Reptile patterns: The traitspace analysis for reptiles in Mount Chelmos reveals two main ecological syndromes along PC1, expressed through the contrast between E1 (secretive, live-bearing predator) and E2 (mobile, egg-laying generalist). These two syndromes reflect well-established alternative strategies in reptile evolutionary ecology. E1 follows a slower and more buffered life-history route, which is consistent with the advantages viviparity or ovoviviparity offers when developmental conditions are unpredictable or thermally unstable [57]. E2 sits on the opposite side of this continuum: its reliance on oviparity and faster life histories allows for flexibility and quicker population responses when conditions favor rapid turnover. The fact that both syndromes appear strongly in the traitspace suggests that the reptile assemblage in Mt. Chelmos supports more than one viable functional strategy. Such coexistence fits with what has been shown for other reptile communities, where differences in movement, habitat use, and foraging strategies help reduce direct competition and allow species to “spread out” in the traitspace by occupying different niches [58,59,60].
These differences along PC1 also extend to the ways species handle prey and the types of microhabitats they use. E1 generally follows a more specialized predatory route and often relies on cryptic or fossorial-associated behaviors. In contrast, E2 tends to cope with a wider range of food resources and shows greater flexibility in how they move through and exploit their surroundings. Such contrasts are very much in line with the expectation that niche overlap decreases when species rely on a variety of conditions [61]. Reproductive strategies can be placed within this same framework.
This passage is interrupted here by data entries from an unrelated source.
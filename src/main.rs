//! reactive-html CLI - render and inspect reactive pages

use anyhow::Context;
use clap::{Parser, Subcommand};
use colored::Colorize;
use serde_json::{Map, Value};

use reactive_html::expr::{self, Frame};
use reactive_html::value::{display_opt, type_name};
use reactive_html::{
    Document, EngineConfig, EventKind, FixSuggestion, ReactiveError, ReactiveStore,
};

#[derive(Parser)]
#[command(name = "reactive-html")]
#[command(about = "Reactive key/value store bound to a markup document")]
#[command(version)]
struct Cli {
    #[command(subcommand)]
    command: Commands,
}

#[derive(Subcommand)]
enum Commands {
    /// Bind a page to a state, apply writes and print the result
    Render {
        /// Path to the page markup
        page: String,

        /// Initial state (YAML or JSON mapping)
        #[arg(short, long)]
        state: Option<String>,

        /// Store write applied after the initial render (name=value, value parsed as JSON)
        #[arg(long = "set", value_name = "NAME=VALUE")]
        sets: Vec<String>,

        /// Markup file injected into the element with the given id
        #[arg(long = "fragment", value_name = "ID=FILE")]
        fragments: Vec<String>,

        /// Engine configuration (YAML)
        #[arg(short, long)]
        config: Option<String>,

        /// Print change events to stderr as JSON lines
        #[arg(long)]
        events: bool,
    },

    /// List the bindings discovered in a page
    Bindings {
        /// Path to the page markup
        page: String,

        /// Initial state (YAML or JSON mapping)
        #[arg(short, long)]
        state: Option<String>,
    },

    /// Evaluate a generic-attribute expression against a state
    Eval {
        /// Expression, e.g. "count >= 3 && !done"
        expression: String,

        /// State (YAML or JSON mapping)
        #[arg(short, long)]
        state: Option<String>,
    },
}

#[tokio::main]
async fn main() {
    tracing_subscriber::fmt()
        .with_writer(std::io::stderr)
        .with_env_filter(
            tracing_subscriber::EnvFilter::from_default_env()
                .add_directive(tracing::Level::WARN.into()),
        )
        .init();

    let cli = Cli::parse();

    let result = match cli.command {
        Commands::Render {
            page,
            state,
            sets,
            fragments,
            config,
            events,
        } => render(&page, state.as_deref(), &sets, &fragments, config.as_deref(), events).await,
        Commands::Bindings { page, state } => bindings(&page, state.as_deref()).await,
        Commands::Eval { expression, state } => eval(&expression, state.as_deref()).await,
    };

    if let Err(e) = result {
        eprintln!("{} {:#}", "Error:".red().bold(), e);
        if let Some(suggestion) = e
            .downcast_ref::<ReactiveError>()
            .and_then(|err| err.fix_suggestion())
        {
            eprintln!("  {} {}", "Fix:".yellow(), suggestion);
        }
        std::process::exit(1);
    }
}

async fn render(
    page: &str,
    state: Option<&str>,
    sets: &[String],
    fragments: &[String],
    config: Option<&str>,
    events: bool,
) -> anyhow::Result<()> {
    let config = match config {
        Some(path) => EngineConfig::load(path)?,
        None => EngineConfig::default(),
    };
    let initial = load_state(state).await?;
    let html = read(page).await?;

    // Parse every argument before touching the store
    let sets = sets
        .iter()
        .map(|s| parse_assignment(s))
        .collect::<Result<Vec<_>, _>>()?;
    let mut injections = Vec::with_capacity(fragments.len());
    for fragment in fragments {
        let (id, file) = fragment
            .split_once('=')
            .ok_or_else(|| ReactiveError::InvalidAssignment {
                input: fragment.clone(),
            })?;
        injections.push((id.trim().to_string(), read(file.trim()).await?));
    }

    let mut store = ReactiveStore::with_config(Document::parse(&html), initial, config);

    if events {
        store.on(EventKind::Change, |event| {
            if let Ok(line) = serde_json::to_string(event) {
                eprintln!("{}", line);
            }
        });
    }

    for (id, markup) in injections {
        let node = store
            .document()
            .find_by_id(&id)
            .ok_or_else(|| ReactiveError::TargetNotFound { id: id.clone() })?;
        store.inject(node, &markup);
    }

    for (name, value) in sets {
        store.set(&name, value);
    }

    println!("{}", store.render());
    Ok(())
}

async fn bindings(page: &str, state: Option<&str>) -> anyhow::Result<()> {
    let initial = load_state(state).await?;
    let html = read(page).await?;
    let store = ReactiveStore::from_html(&html, initial);

    let registry = store.registry();
    let vars = registry.variables();
    if vars.is_empty() {
        println!("{}", "No bindings".dimmed());
        return Ok(());
    }
    for var in vars {
        let locations = registry
            .bindings_for(&var)
            .iter()
            .map(|b| format!("{}{}", b.kind, b.node))
            .collect::<Vec<_>>()
            .join(", ");
        println!("{}: {}", var.cyan().bold(), locations);
    }
    Ok(())
}

async fn eval(expression: &str, state: Option<&str>) -> anyhow::Result<()> {
    let values = load_state(state).await?;
    let result = expr::evaluate(expression, &Frame::new(&values)).map_err(ReactiveError::from)?;
    println!("{}", display_opt(result.as_ref()));
    Ok(())
}

async fn read(path: &str) -> anyhow::Result<String> {
    let content = tokio::fs::read_to_string(path)
        .await
        .map_err(ReactiveError::from)
        .with_context(|| format!("reading {}", path))?;
    Ok(content)
}

/// State file as a top-level mapping; no file means an empty store
async fn load_state(path: Option<&str>) -> anyhow::Result<Map<String, Value>> {
    let Some(path) = path else {
        return Ok(Map::new());
    };
    let text = read(path).await?;
    let value: Value = serde_yaml::from_str(&text)
        .map_err(ReactiveError::from)
        .with_context(|| format!("parsing {}", path))?;
    match value {
        Value::Object(map) => Ok(map),
        Value::Null => Ok(Map::new()),
        other => Err(ReactiveError::StateNotMapping {
            found: type_name(Some(&other)).to_string(),
        }
        .into()),
    }
}

/// `name=value`, with the value read as JSON and falling back to a plain string
fn parse_assignment(input: &str) -> Result<(String, Value), ReactiveError> {
    let (name, raw) = input
        .split_once('=')
        .filter(|(name, _)| !name.trim().is_empty())
        .ok_or_else(|| ReactiveError::InvalidAssignment {
            input: input.to_string(),
        })?;
    let value = serde_json::from_str(raw).unwrap_or_else(|_| Value::String(raw.to_string()));
    Ok((name.trim().to_string(), value))
}
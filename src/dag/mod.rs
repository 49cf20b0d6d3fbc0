//! Dependency Module - variable-to-variable references
//!
//! Key types:
//! - `DependencyGraph`: reverse edges from a variable to the variables whose
//!   values reference it, recomputed on every store write

mod graph;

pub use graph::DependencyGraph;
//! Markup serialization

use super::{is_void, Document, NodeData, NodeId};

pub(super) fn write_node(doc: &Document, id: NodeId, out: &mut String) {
    let Some(data) = doc.data(id) else {
        return;
    };
    match data {
        NodeData::Document => {
            for child in doc.children(id) {
                write_node(doc, *child, out);
            }
        }
        NodeData::Element { tag, attrs } => {
            out.push('<');
            out.push_str(tag);
            for (name, value) in attrs {
                out.push(' ');
                out.push_str(name);
                out.push_str("=\"");
                out.push_str(&value.replace('"', "&quot;"));
                out.push('"');
            }
            out.push('>');
            if is_void(tag) {
                return;
            }
            for child in doc.children(id) {
                write_node(doc, *child, out);
            }
            out.push_str("</");
            out.push_str(tag);
            out.push('>');
        }
        NodeData::Text(text) => out.push_str(text),
        NodeData::Comment(text) => {
            out.push_str("<!--");
            out.push_str(text);
            out.push_str("-->");
        }
        NodeData::Doctype(text) => {
            out.push_str("<!");
            out.push_str(text);
            out.push('>');
        }
    }
}
//! Error types with fix suggestions
//!
//! The engine itself never fails: every failure inside rendering degrades
//! locally. These errors only surface at the outer edges (config files,
//! state files, CLI arguments, explicit expression checks).

use thiserror::Error;

use crate::expr::ExprError;

/// Trait for errors that provide fix suggestions
pub trait FixSuggestion {
    fn fix_suggestion(&self) -> Option<&str>;
}

#[derive(Error, Debug)]
pub enum ReactiveError {
    #[error("IO error: {0}")]
    Io(#[from] std::io::Error),

    #[error("YAML parse error: {0}")]
    YamlParse(#[from] serde_yaml::Error),

    #[error("JSON error: {0}")]
    Json(#[from] serde_json::Error),

    // ─────────────────────────────────────────────────────────────
    // Configuration (RS-010 to RS-011)
    // ─────────────────────────────────────────────────────────────

    #[error("RS-010: Invalid configuration: {reason}")]
    Config { reason: String },

    #[error("RS-011: State file must contain a mapping at the top level, got {found}")]
    StateNotMapping { found: String },

    // ─────────────────────────────────────────────────────────────
    // Arguments (RS-020 to RS-022)
    // ─────────────────────────────────────────────────────────────

    #[error("RS-020: Invalid assignment '{input}' (expected name=value)")]
    InvalidAssignment { input: String },

    #[error("RS-021: Unknown event '{name}'")]
    UnknownEvent { name: String },

    #[error("RS-022: No element with id '{id}' in document")]
    TargetNotFound { id: String },

    // ─────────────────────────────────────────────────────────────
    // Expressions (RS-030)
    // ─────────────────────────────────────────────────────────────

    #[error("RS-030: Expression error: {0}")]
    Expression(#[from] ExprError),
}

impl FixSuggestion for ReactiveError {
    fn fix_suggestion(&self) -> Option<&str> {
        match self {
            ReactiveError::Io(_) => Some("Check file path and permissions"),
            ReactiveError::YamlParse(_) => Some("Check YAML syntax: indentation and quoting"),
            ReactiveError::Json(_) => Some("Check JSON syntax (try parsing with jq)"),
            ReactiveError::Config { .. } => {
                Some("Known keys: max_passes, show_class, hide_class, display_field")
            }
            ReactiveError::StateNotMapping { .. } => {
                Some("Write the state as `name: value` pairs at the top level")
            }
            ReactiveError::InvalidAssignment { .. } => {
                Some("Use --set name=value, e.g. --set count=3 or --set title=\"Hello\"")
            }
            ReactiveError::UnknownEvent { .. } => Some("The only supported event is \"change\""),
            ReactiveError::TargetNotFound { .. } => {
                Some("Add an element with a matching id attribute to the page")
            }
            ReactiveError::Expression(_) => {
                Some("Use literals, variables, comparisons, &&, || and ?: only")
            }
        }
    }
}

pub type Result<T> = std::result::Result<T, ReactiveError>;

#[cfg(test)]
mod tests {
    use super::*;

    #[test]
    fn every_variant_has_a_suggestion() {
        let errors = vec![
            ReactiveError::Config { reason: "x".into() },
            ReactiveError::StateNotMapping { found: "array".into() },
            ReactiveError::InvalidAssignment { input: "x".into() },
            ReactiveError::UnknownEvent { name: "click".into() },
            ReactiveError::TargetNotFound { id: "page1".into() },
            ReactiveError::Expression(ExprError::UnexpectedEnd),
        ];
        for err in errors {
            assert!(err.fix_suggestion().is_some(), "missing suggestion for {err}");
        }
    }

    #[test]
    fn codes_appear_in_messages() {
        let err = ReactiveError::InvalidAssignment { input: "count".into() };
        assert!(err.to_string().starts_with("RS-020"));

        let err = ReactiveError::TargetNotFound { id: "page1".into() };
        assert!(err.to_string().contains("page1"));
    }
}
Shifts between producing numerous offspring (E2—more flexible) and investing more heavily in fewer young (E1—with filters such as altitude) are well documented across reptiles and reflect long-standing ideas about how organisms balance development, stability, and energetic cost [54,62].
A second major gradient appears along PC2, which separates E3 (high-investment, active foraging, aquatic generalist) from E4 (energy-conserving, ambush, terrestrial invertebrate specialist). These two approaches are familiar from classical foraging theory. Active foraging requires sustained metabolic effort and behavioral flexibility, whereas ambush strategies minimize energy costs and rely heavily on opportunity [63,64]. The presence of both ends of this spectrum in Mt. Chelmos indicates that the reptile assemblage spans a considerable range of energetic and behavioral modes, something that usually signals long-term functional stability in communities with diverse thermal and metabolic demands.
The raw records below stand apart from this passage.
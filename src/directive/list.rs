//! `rs-for`: index-keyed list reconciliation

use once_cell::sync::Lazy;
use regex::Regex;
use serde_json::{Map, Value};
use tracing::debug;

use super::attr::apply_generics;
use super::lookup_placeholder;
use crate::binding::ForTemplate;
use crate::constants::{
    FOR_CLONE_ATTR, FOR_INDEX_ATTR, INDEX_VAR, ITEM_VAR, NEWLY_ADDED_ATTR,
};
use crate::dom::{Document, NodeData, NodeId};
use crate::expr::Frame;
use crate::path;
use crate::sanitize::sanitize;
use crate::store::ReactiveStore;
use crate::template::{self, TemplateResolver};
use crate::value::display;

static FOR_EXPR: Lazy<Regex> =
    Lazy::new(|| Regex::new(r"^\s*(\w+)\s+in\s+([\w$.\[\]]+)\s*$").unwrap());

/// Split `t in todos` into item name and array path
pub fn parse_for(expression: &str) -> Option<(String, String)> {
    let caps = FOR_EXPR.captures(expression)?;
    Some((caps.get(1)?.as_str().to_string(), caps.get(2)?.as_str().to_string()))
}

/// One array element as seen by the item template
struct ItemScope<'a> {
    name: &'a str,
    item: &'a Value,
    index: usize,
    display_field: &'a str,
}

impl ItemScope<'_> {
    /// Relative path after the item name (`title` for `t.title`), or `""` for the item itself
    fn relative<'t>(&self, token: &'t str) -> Option<&'t str> {
        [self.name, ITEM_VAR].into_iter().find_map(|name| {
            let rest = token.strip_prefix(name)?;
            if rest.is_empty() {
                Some(rest)
            } else if let Some(field) = rest.strip_prefix('.') {
                Some(field)
            } else if rest.starts_with('[') {
                Some(rest)
            } else {
                None
            }
        })
    }

    fn lookup(&self, token: &str, values: &Map<String, Value>) -> Option<String> {
        if token == INDEX_VAR {
            return Some(self.index.to_string());
        }
        let Some(rest) = self.relative(token) else {
            return lookup_placeholder(values, token);
        };

        if rest.is_empty() {
            let shown = match self.item {
                Value::Object(map) => map
                    .get(self.display_field)
                    .filter(|v| !v.is_null())
                    .map(display)
                    .unwrap_or_default(),
                Value::Null => String::new(),
                other => display(other),
            };
            return Some(sanitize(&shown).into_owned());
        }

        let field = path::resolve_on(self.item, values, rest);
        let shown = match field {
            None if rest == INDEX_VAR => self.index.to_string(),
            None | Some(Value::Null) | Some(Value::Array(_)) | Some(Value::Object(_)) => {
                String::new()
            }
            Some(v) => display(&v),
        };
        Some(sanitize(&shown).into_owned())
    }
}

/// Markup for one array element
///
/// Item and index placeholders are filled from the element; everything else
/// resolves against the store. Loop-owned tokens introduced by substituted
/// store values are never filled in later passes.
fn render_item(
    resolver: &TemplateResolver,
    template: &str,
    scope: &ItemScope<'_>,
    values: &Map<String, Value>,
    max_passes: usize,
) -> String {
    let tokens = resolver.tokenize(template);
    let mut out = template::render_tokens(template, &tokens, |token| scope.lookup(token, values));

    for _ in 1..max_passes {
        if !template::has_placeholder(&out) {
            break;
        }
        let next = template::render(&out, |token| {
            if template::is_loop_reserved(token, Some(scope.name)) {
                None
            } else {
                lookup_placeholder(values, token)
            }
        });
        if next == out {
            break;
        }
        out = next;
    }
    out
}

/// Parse item markup into top-level nodes, dropping whitespace-only text
///
/// Markup without any element is wrapped in a `<span>` so every rendered
/// item can carry the index and ownership tags.
fn build_nodes(doc: &mut Document, html: &str) -> Vec<NodeId> {
    let container = doc.parse_fragment(html);
    let mut nodes: Vec<NodeId> = doc
        .children(container)
        .iter()
        .copied()
        .filter(|n| !matches!(doc.data(*n), Some(NodeData::Text(t)) if t.trim().is_empty()))
        .collect();

    if !nodes.is_empty() && !nodes.iter().any(|n| doc.is_element(*n)) {
        let span = doc.create_element("span");
        for node in &nodes {
            doc.append_child(span, *node);
        }
        nodes = vec![span];
    }

    for node in &nodes {
        doc.detach(*node);
    }
    doc.remove(container);
    nodes
}

fn rendered_index(doc: &Document, node: NodeId) -> Option<usize> {
    doc.attr(node, FOR_INDEX_ATTR)?.trim().parse().ok()
}

/// Item and index of the list child a node was rendered in
pub(crate) struct LoopLocals {
    pub(crate) name: String,
    pub(crate) item: Value,
    pub(crate) index: usize,
}

impl LoopLocals {
    /// Store frame with `item`, the declared item name and `index` bound
    pub(crate) fn frame<'a>(&self, values: &'a Map<String, Value>) -> Frame<'a> {
        Frame::new(values)
            .with_local(ITEM_VAR, self.item.clone())
            .with_local(self.name.as_str(), self.item.clone())
            .with_local(INDEX_VAR, Value::from(self.index))
    }
}

impl ReactiveStore {
    /// Closest rendered list child holding `node`, with its container
    fn list_child(&self, node: NodeId) -> Option<(NodeId, NodeId)> {
        let child = if self.doc.has_attr(node, FOR_CLONE_ATTR) {
            node
        } else {
            self.doc.closest_with_attr(node, FOR_CLONE_ATTR)?
        };
        Some((child, self.doc.parent(child)?))
    }

    /// Item name declared by the list that rendered `node`
    pub(crate) fn loop_name(&self, node: NodeId) -> Option<String> {
        let (_, container) = self.list_child(node)?;
        self.registry.for_template(container).map(|t| t.item.clone())
    }

    /// Current item and index for a node inside a rendered list child
    pub(crate) fn loop_locals(&self, node: NodeId) -> Option<LoopLocals> {
        let (child, container) = self.list_child(node)?;
        let state = self.registry.for_template(container)?;
        let index = rendered_index(&self.doc, child)?;
        let item = match path::resolve(&self.values, &state.path)? {
            Value::Array(items) => items.into_iter().nth(index)?,
            _ => return None,
        };
        Some(LoopLocals {
            name: state.item.clone(),
            item,
            index,
        })
    }
}

impl ReactiveStore {
    /// Reconcile a list container against its array, index by index
    pub(crate) fn render_for(&mut self, node: NodeId) {
        let Some(state) = self.registry.for_template(node).cloned() else {
            return;
        };
        let ForTemplate { item: name, path: array_path, template } = state;

        let items = match path::resolve(&self.values, &array_path) {
            Some(Value::Array(items)) => items,
            _ => {
                debug!(node = %node, path = %array_path, "rs-for target is not an array");
                return;
            }
        };

        // 1. Drop children without a matching slot
        let mut freed = Vec::new();
        for child in self.doc.children(node).to_vec() {
            let keep = rendered_index(&self.doc, child).is_some_and(|i| i < items.len());
            if !keep {
                freed.extend(self.doc.remove(child));
            }
        }
        self.forget(&freed);

        // 2. Replace or append each index
        let mut fresh: Vec<NodeId> = Vec::new();
        for (index, item) in items.iter().enumerate() {
            let scope = ItemScope {
                name: &name,
                item,
                index,
                display_field: &self.config.display_field,
            };
            let html = render_item(
                &self.resolver,
                &template,
                &scope,
                &self.values,
                self.config.max_passes,
            );

            let existing: Vec<NodeId> = self
                .doc
                .children(node)
                .iter()
                .copied()
                .filter(|c| rendered_index(&self.doc, *c) == Some(index))
                .collect();

            let nodes = build_nodes(&mut self.doc, &html);
            let newly_added = if existing.is_empty() { "yes" } else { "no" };
            let locals = LoopLocals {
                name: name.clone(),
                item: item.clone(),
                index,
            };
            let frame = locals.frame(&self.values);
            for new in &nodes {
                if self.doc.is_element(*new) {
                    self.doc.set_attr(*new, FOR_CLONE_ATTR, &array_path);
                    self.doc.set_attr(*new, FOR_INDEX_ATTR, &index.to_string());
                    self.doc.set_attr(*new, NEWLY_ADDED_ATTR, newly_added);
                    apply_generics(&mut self.doc, *new, &frame);
                    for descendant in self.doc.descendants(*new) {
                        apply_generics(&mut self.doc, descendant, &frame);
                    }
                }
            }

            match existing.split_first() {
                Some((first, rest)) if !nodes.is_empty() => {
                    let mut anchor = nodes[0];
                    let mut freed = self.doc.replace_child(*first, anchor);
                    for new in &nodes[1..] {
                        self.doc.insert_after(anchor, *new);
                        anchor = *new;
                    }
                    for old in rest {
                        freed.extend(self.doc.remove(*old));
                    }
                    self.forget(&freed);
                }
                // Empty markup: the old child goes without a replacement
                Some(_) => {
                    let mut freed = Vec::new();
                    for old in &existing {
                        freed.extend(self.doc.remove(*old));
                    }
                    self.forget(&freed);
                }
                None => {
                    for new in &nodes {
                        self.doc.append_child(node, *new);
                    }
                }
            }
            fresh.extend(nodes);
        }

        debug!(node = %node, path = %array_path, items = items.len(), "rs-for reconciled");

        // Nested directives in the new children
        for child in fresh {
            if self.doc.is_alive(child) && self.doc.is_element(child) {
                self.scan_nodes(child, true, false);
            }
        }
    }
}

#[cfg(test)]
mod tests {
    use super::*;
    use serde_json::json;

    fn store(value: Value) -> Map<String, Value> {
        match value {
            Value::Object(map) => map,
            _ => panic!("store fixture must be an object"),
        }
    }

    #[test]
    fn parse_for_expression() {
        assert_eq!(parse_for("t in todos"), Some(("t".into(), "todos".into())));
        assert_eq!(
            parse_for(" row in data.rows "),
            Some(("row".into(), "data.rows".into()))
        );
        assert_eq!(parse_for("todos"), None);
        assert_eq!(parse_for("t of todos"), None);
    }

    #[test]
    fn item_tokens() {
        let values = store(json!({"suffix": "!"}));
        let item = json!({"title": "a", "checked": null});
        let scope = ItemScope {
            name: "t",
            item: &item,
            index: 1,
            display_field: "title",
        };
        let resolver = TemplateResolver::new();
        let html = render_item(
            &resolver,
            "<li>{t.title}{suffix} {index} {item} {t.checked} {t.index} {t}</li>",
            &scope,
            &values,
            10,
        );
        assert_eq!(html, "<li>a! 1 a  1 a</li>");
    }

    #[test]
    fn primitive_items() {
        let values = Map::new();
        let item = json!(7);
        let scope = ItemScope {
            name: "n",
            item: &item,
            index: 0,
            display_field: "title",
        };
        let resolver = TemplateResolver::new();
        assert_eq!(render_item(&resolver, "{n}/{item}", &scope, &values, 10), "7/7");
    }

    #[test]
    fn store_values_cannot_inject_loop_tokens() {
        let values = store(json!({"evil": "{index}"}));
        let item = json!("x");
        let scope = ItemScope {
            name: "v",
            item: &item,
            index: 3,
            display_field: "title",
        };
        let resolver = TemplateResolver::new();
        assert_eq!(render_item(&resolver, "{evil}", &scope, &values, 10), "{index}");
    }

    #[test]
    fn text_only_markup_is_wrapped() {
        let mut doc = Document::new();
        let nodes = build_nodes(&mut doc, "  hello  ");
        assert_eq!(nodes.len(), 1);
        assert_eq!(doc.tag(nodes[0]), Some("span"));
        assert_eq!(doc.parent(nodes[0]), None);

        let nodes = build_nodes(&mut doc, "\n  <li>a</li>\n");
        assert_eq!(nodes.len(), 1);
        assert_eq!(doc.tag(nodes[0]), Some("li"));
    }
}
Further differentiation in the traitspace is revealed through substrate-related syndromes (PC3—E5 arboreal/climbing and E6 K-selected, ground-dwelling). Climbing, using rocks or exploiting vertical surfaces, differs markedly from specializing in cryptic or fossorial substrate use. Adaptation to rocky terrain often involves specific limb elongation [65], whereas cryptic or burrowing lifestyles rely on entirely different sets of behavioral strategies to avoid predators, heat, or desiccation. This can be achieved by inhabiting loose substrates such as sand, soil, litter or by hiding under rocks/logs [66]. The aforementioned distinctions underscore the importance of microhabitat specialization as a dimension of functional differentiation beyond pure climatic or life-history attributes.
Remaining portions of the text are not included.